Foreign sovereign wealth funds (SWFs) and pension funds are seeking an extension of the tax exemption for investments in the infrastructure sector in the upcoming Union Budget.
The beneficial tax regime for such investors ends March 31 and the industry wants a three-year extension to attract more foreign capital in the space.
The income tax act — Section 10(23FE) — exempts dividend, interest and long-term capital gains accrued on infrastructure investments made in India.
In the absence of a clarification in the Budget, sovereign wealth funds will have to pay tax on these investments on par with other off-shore investors, experts said.
The development assumes significance as several leading SWFs have used this regime to make investments in the infrastructure space.
Marquee SWFs, including Abu Dhabi Investment Authority (ADIA) and the Canada Pension Plan Investment Board (CPPIB), are among those who received the exemption, various notifications of the tax department showed.
Given the weakening of the rupee and a softer market, India would need to attract more foreign flows into crucial sectors, experts said.
“To boost further investment in the Indian infrastructure space, the Indian government should consider extending the income-tax exemption that it currently grants to notified SWFs and notified Foreign Pension Funds (‘FPFs’) on their investments to be made in qualifying infrastructure projects and which is set to expire on March 31, 2025, by at least another three years,” an industry expert said. “This is essential to attract fresh patient capital into the Indian infrastructure space.”
The government should also look at expanding the scope of current exemptions, Tax experts said. For instance, it is a common practice among foreign funds to pool their investment outside India. For sectors like infrastructure, where funds often form a consortium to make investments, an offshore entity holds the SWF investment.
At present, the exemption applies to only domestic platforms. It should be extended to off-shore platforms as well, experts said.
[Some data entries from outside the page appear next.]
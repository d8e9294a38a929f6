//! Stripe Vendor Integration
//!
//! Implements the vendor seam over the official Stripe SDK. Every call is a
//! single synchronous round-trip; retries belong to the caller, guided by
//! `BillingError::is_retryable`.

use async_trait::async_trait;
use chrono::DateTime;
use stripe::{
    Client, CreateCustomer, Customer, CustomerId, Expandable, Invoice, InvoiceStatus,
    ListCustomers, ListInvoices, Object, PaymentSource, PaymentSourceParams,
    RetrieveUpcomingInvoice, TokenId, UpdateCustomer,
};

use billing_core::error::{BillingError, Result};
use billing_core::model::{CardRecord, CustomerRecord, InvoiceRecord};
use billing_core::vendor::{CreateCustomerParams, CustomerFields, CustomerVendor};

/// Stripe-backed customer vendor
pub struct StripeVendor {
    client: Client,
}

impl StripeVendor {
    /// Create a new Stripe vendor client
    pub fn new(secret_key: &str) -> Self {
        Self {
            client: Client::new(secret_key),
        }
    }

    /// Create from environment variables
    pub fn from_env() -> Result<Self> {
        let secret_key = std::env::var("STRIPE_SECRET_KEY")
            .map_err(|_| BillingError::Config("STRIPE_SECRET_KEY not set".into()))?;
        Ok(Self::new(&secret_key))
    }

    /// Get the underlying Stripe client
    pub fn inner(&self) -> &Client {
        &self.client
    }
}

fn parse_customer_id(id: &str) -> Result<CustomerId> {
    id.parse::<CustomerId>()
        .map_err(|_| BillingError::Validation(format!("invalid customer id: {id}")))
}

fn parse_token(token: &str) -> Result<TokenId> {
    token
        .parse::<TokenId>()
        .map_err(|_| BillingError::Validation(format!("invalid payment token: {token}")))
}

/// Map a Stripe SDK error onto the billing taxonomy
fn map_stripe_error(err: stripe::StripeError) -> BillingError {
    match &err {
        stripe::StripeError::Stripe(request) => {
            let message = request
                .message
                .clone()
                .unwrap_or_else(|| err.to_string());
            match request.http_status {
                404 => BillingError::NotFound(message),
                400 | 402 => BillingError::Validation(message),
                _ => BillingError::Vendor(message),
            }
        }
        _ => BillingError::Vendor(err.to_string()),
    }
}

fn to_customer_record(customer: Customer) -> CustomerRecord {
    CustomerRecord {
        id: customer.id.to_string(),
        email: customer.email,
        description: customer.description,
        default_source: customer.default_source.as_ref().map(|s| s.id().to_string()),
        created: customer.created.and_then(|ts| DateTime::from_timestamp(ts, 0)),
        metadata: customer.metadata.unwrap_or_default(),
    }
}

fn to_invoice_record(invoice: Invoice, customer_id: &str) -> InvoiceRecord {
    InvoiceRecord {
        id: invoice.id.to_string(),
        customer_id: invoice
            .customer
            .as_ref()
            .map(|c| c.id().to_string())
            .unwrap_or_else(|| customer_id.to_string()),
        amount_due: invoice.amount_due.unwrap_or(0),
        currency: invoice.currency.map(|c| c.to_string()),
        created: invoice.created.and_then(|ts| DateTime::from_timestamp(ts, 0)),
        paid: invoice.paid.unwrap_or(false),
    }
}

fn to_card_record(source: &PaymentSource) -> Result<CardRecord> {
    match source {
        PaymentSource::Card(card) => Ok(CardRecord {
            id: card.id.to_string(),
            brand: card.brand.clone(),
            last4: card.last4.clone(),
            exp_month: card.exp_month,
            exp_year: card.exp_year,
        }),
        other => Err(BillingError::Validation(format!(
            "unsupported payment source type for {}",
            other.id()
        ))),
    }
}

#[async_trait]
impl CustomerVendor for StripeVendor {
    async fn create_customer(&self, params: CreateCustomerParams) -> Result<CustomerRecord> {
        let source = params
            .source_token
            .as_deref()
            .map(parse_token)
            .transpose()?
            .map(PaymentSourceParams::Token);

        let mut create = CreateCustomer::new();
        create.email = Some(&params.email);
        create.description = params.description.as_deref();
        create.source = source;
        if !params.metadata.is_empty() {
            create.metadata = Some(params.metadata.clone());
        }

        let customer = Customer::create(&self.client, create)
            .await
            .map_err(map_stripe_error)?;

        tracing::info!(customer_id = %customer.id, "Created Stripe customer");
        Ok(to_customer_record(customer))
    }

    async fn get_customer(&self, id: &str) -> Result<CustomerRecord> {
        let customer_id = parse_customer_id(id)?;
        let customer = Customer::retrieve(&self.client, &customer_id, &[])
            .await
            .map_err(map_stripe_error)?;

        if customer.deleted {
            return Err(BillingError::NotFound(format!("customer {id} is deleted")));
        }

        Ok(to_customer_record(customer))
    }

    async fn update_customer(&self, id: &str, fields: CustomerFields) -> Result<CustomerRecord> {
        let customer_id = parse_customer_id(id)?;

        let source = fields
            .source_token
            .as_deref()
            .map(parse_token)
            .transpose()?
            .map(PaymentSourceParams::Token);

        let mut update = UpdateCustomer::new();
        update.email = fields.email.as_deref();
        update.description = fields.description.as_deref();
        update.source = source;
        update.metadata = fields.metadata.clone();

        let customer = Customer::update(&self.client, &customer_id, update)
            .await
            .map_err(map_stripe_error)?;

        tracing::info!(customer_id = %id, "Updated Stripe customer");
        Ok(to_customer_record(customer))
    }

    async fn delete_customer(&self, id: &str) -> Result<()> {
        let customer_id = parse_customer_id(id)?;
        Customer::delete(&self.client, &customer_id)
            .await
            .map_err(map_stripe_error)?;

        tracing::info!(customer_id = %id, "Deleted Stripe customer");
        Ok(())
    }

    async fn list_customers(&self, email: &str, limit: u64) -> Result<Vec<CustomerRecord>> {
        let mut list = ListCustomers::new();
        list.email = Some(email);
        list.limit = Some(limit);

        let customers = Customer::list(&self.client, &list)
            .await
            .map_err(map_stripe_error)?;

        Ok(customers.data.into_iter().map(to_customer_record).collect())
    }

    async fn list_invoices(&self, customer_id: &str, limit: u64) -> Result<Vec<InvoiceRecord>> {
        let id = parse_customer_id(customer_id)?;

        let mut list = ListInvoices::new();
        list.customer = Some(id);
        list.limit = Some(limit);
        // Settled invoices only; open and draft invoices are not "last"
        list.status = Some(InvoiceStatus::Paid);

        let invoices = Invoice::list(&self.client, &list)
            .await
            .map_err(map_stripe_error)?;

        Ok(invoices
            .data
            .into_iter()
            .map(|invoice| to_invoice_record(invoice, customer_id))
            .collect())
    }

    async fn upcoming_invoice(&self, customer_id: &str) -> Result<InvoiceRecord> {
        let id = parse_customer_id(customer_id)?;
        let invoice = Invoice::upcoming(&self.client, RetrieveUpcomingInvoice::new(id))
            .await
            .map_err(map_stripe_error)?;

        Ok(to_invoice_record(invoice, customer_id))
    }

    async fn get_source(&self, customer_id: &str, source_id: &str) -> Result<CardRecord> {
        let id = parse_customer_id(customer_id)?;
        let customer = Customer::retrieve(&self.client, &id, &["default_source"])
            .await
            .map_err(map_stripe_error)?;

        match customer.default_source {
            Some(Expandable::Object(source)) if source.id().to_string() == source_id => {
                to_card_record(&source)
            }
            _ => Err(BillingError::NotFound(format!(
                "source {source_id} not attached to customer {customer_id}"
            ))),
        }
    }

    fn name(&self) -> &str {
        "Stripe"
    }
}

#[cfg(test)]
mod tests {
    use super::*;

    #[tokio::test]
    async fn test_malformed_customer_id_is_validation_error() {
        let vendor = StripeVendor::new("sk_test_offline");
        let err = vendor.get_customer("not a customer id").await.unwrap_err();
        assert!(matches!(err, BillingError::Validation(_)));
    }

    #[tokio::test]
    async fn test_malformed_token_is_validation_error() {
        let vendor = StripeVendor::new("sk_test_offline");
        let err = vendor
            .create_customer(CreateCustomerParams {
                email: "a@example.com".into(),
                source_token: Some("not a token".into()),
                ..Default::default()
            })
            .await
            .unwrap_err();
        assert!(matches!(err, BillingError::Validation(_)));
    }

    #[test]
    fn test_card_record_conversion() {
        let source: PaymentSource = serde_json::from_value(serde_json::json!({
            "object": "card",
            "id": "card_1",
            "brand": "Visa",
            "last4": "4242",
            "exp_month": 12,
            "exp_year": 2030
        }))
        .unwrap();

        assert_eq!(source.id().to_string(), "card_1");

        let card = to_card_record(&source).unwrap();
        assert_eq!(card.id, "card_1");
        assert_eq!(card.last4.as_deref(), Some("4242"));
        assert_eq!(card.exp_month, Some(12));
    }

    #[test]
    fn test_customer_record_conversion() {
        let customer: Customer = serde_json::from_value(serde_json::json!({
            "id": "cus_123",
            "email": "owner@example.com",
            "description": "Example Site",
            "created": 1_700_000_000,
            "metadata": { "username": "owner" }
        }))
        .unwrap();

        let record = to_customer_record(customer);
        assert_eq!(record.id, "cus_123");
        assert_eq!(record.email.as_deref(), Some("owner@example.com"));
        assert_eq!(record.metadata.get("username").map(String::as_str), Some("owner"));
        assert!(record.default_source.is_none());
    }
}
“Such an exemption is essential to provide long-term capital gains exemption to notified SWFs and notified FPFs on their exits from such foreign platforms, where the Indian indirect transfer provisions get triggered,” he said.
These benefits do not automatically apply to all the SWFs or pension funds. To be eligible, the Centre has to issue a notification providing the exemption.
“Extending the sunset clause for tax incentives under Section 10(23FE) beyond March 2025 is crucial to maintaining foreign investment in infrastructure, a critical driver of India’s development,” another tax expert said.